The reader’s attention is already limited, and it is very likely that he will receive a large number of emails of this type per day.

A long email is such a high demand for a reader’s attention that they will likely end up without reading it.

Keeping the length as short as possible by including all required items will increase your chances of a response.

create intrigue

Simply sending an email describing your product or solution will only generate vague interest from the reader at best.

And in the vast majority of cases, an interest will not be sufficiently supported to trigger the energy needed to respond.

However, there is a simple, highly effective, and underutilized method to increase this response rate.

And he appeals to one of the most powerful and effective springs in human psychology: that is to say, that which lies in intrigue in your readers.

But one example is sure to help you understand this concept better: you may have a Netflix account, or at least imagine how it works. If Netflix can create such an addiction, and sometimes get you to watch entire seasons at once, it’s thanks to this plot principle.

The ending of each episode is done in such a way that you are so curious that you want to watch the next episode right away.

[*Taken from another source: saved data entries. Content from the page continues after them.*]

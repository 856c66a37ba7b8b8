use crate::core::package::{DocxPackage, DOCUMENT_PART};
use crate::W_NS;
use anyhow::Result;
use roxmltree::{Document, Node};

/// A run's markers relevant to comment extraction.
#[derive(Debug, Clone, Default, PartialEq)]
pub struct RunRecord {
    /// Id of the first `w:commentReference` inside the run.
    pub comment_ref: Option<String>,
    /// Whether the run holds a `w:br w:type="page"`.
    pub page_break: bool,
}

/// A body paragraph with its full text and its direct runs.
#[derive(Debug, Clone, Default, PartialEq)]
pub struct ParagraphRecord {
    pub text: String,
    pub runs: Vec<RunRecord>,
}

impl ParagraphRecord {
    pub fn starts_with_page_break(&self) -> bool {
        self.runs.first().map_or(false, |run| run.page_break)
    }
}

/// Read the body paragraphs of the package's main document part.
pub fn read_body(package: &mut DocxPackage) -> Result<Vec<ParagraphRecord>> {
    let xml = package.read_required_part(DOCUMENT_PART)?;
    parse_body(&xml)
}

pub fn parse_body(xml: &str) -> Result<Vec<ParagraphRecord>> {
    let doc = Document::parse(xml)
        .map_err(|e| anyhow::anyhow!("failed to parse {}: {}", DOCUMENT_PART, e))?;

    let Some(body) = doc
        .root_element()
        .children()
        .find(|n| n.has_tag_name((W_NS, "body")))
    else {
        anyhow::bail!("{} has no w:body element", DOCUMENT_PART);
    };

    // Only top-level paragraphs; table cells and content controls are not walked.
    let paragraphs: Vec<ParagraphRecord> = body
        .children()
        .filter(|n| n.has_tag_name((W_NS, "p")))
        .map(|p| ParagraphRecord {
            text: paragraph_text(p),
            runs: p
                .children()
                .filter(|n| n.has_tag_name((W_NS, "r")))
                .map(run_record)
                .collect(),
        })
        .collect();

    log::debug!("read {} body paragraphs", paragraphs.len());
    Ok(paragraphs)
}

fn run_record(run: Node) -> RunRecord {
    let comment_ref = run
        .descendants()
        .find(|n| n.has_tag_name((W_NS, "commentReference")))
        .and_then(|n| n.attribute((W_NS, "id")))
        .map(str::to_string);

    let page_break = run
        .children()
        .any(|n| n.has_tag_name((W_NS, "br")) && n.attribute((W_NS, "type")) == Some("page"));

    RunRecord {
        comment_ref,
        page_break,
    }
}

/// Text of a paragraph: its direct runs and the runs of its hyperlinks.
fn paragraph_text(p: Node) -> String {
    let mut text = String::new();
    for child in p.children().filter(|n| n.is_element()) {
        if child.has_tag_name((W_NS, "r")) {
            push_run_text(child, &mut text);
        } else if child.has_tag_name((W_NS, "hyperlink")) {
            for run in child.children().filter(|n| n.has_tag_name((W_NS, "r"))) {
                push_run_text(run, &mut text);
            }
        }
    }
    text
}

fn push_run_text(run: Node, out: &mut String) {
    for child in run.children().filter(|n| n.is_element()) {
        if child.tag_name().namespace() != Some(W_NS) {
            continue;
        }
        match child.tag_name().name() {
            "t" => out.push_str(child.text().unwrap_or("")),
            "tab" | "ptab" => out.push('\t'),
            "cr" => out.push('\n'),
            "br" => match child.attribute((W_NS, "type")) {
                None | Some("textWrapping") => out.push('\n'),
                _ => {}
            },
            "noBreakHyphen" => out.push('-'),
            _ => {}
        }
    }
}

This is exactly the effect you should aim for with cold emails: talk about a specific point the reader could improve without naming it, tell them about a major change in their sector of activity that will affect them, or anything else that will make them want to know more and contact you.

social proof

We are always more likely to believe that what others have chosen by us is valid, and that is exactly how we tend to choose a restaurant.

A busy restaurant with a long queue outside will make you think it must be of good quality. On the contrary, an empty restaurant tends to mean in our mind that it must be hiding something negative.

This is the psychological concept that you should use to your advantage in your cold emails. As soon as possible, try to highlight what you both have in common (people, investors, lawyers, etc.) or to refer to and highlight people or companies you already work with.

This way, you will immediately get more attention from the reader.

call to action

Your email should never end without anything special. Instead, it should be a step toward the next action you’re considering.

The idea is that your email should be short and be a starting point for the next step: ideally a call to explain in detail what you are offering.

So you should systematically include a call to action at the end of each cold email to encourage the reader to accept the next step.

The latter should include minimal effort only in order to maximize your chances of offering a favorable follow-up.

So don’t ask what day would suit him for a quick phone call. Instead, suggest a day and time (perhaps with another alternate time period) where all the reader has to do is answer “yes.”

You will notice a significant increase in your positive response rate.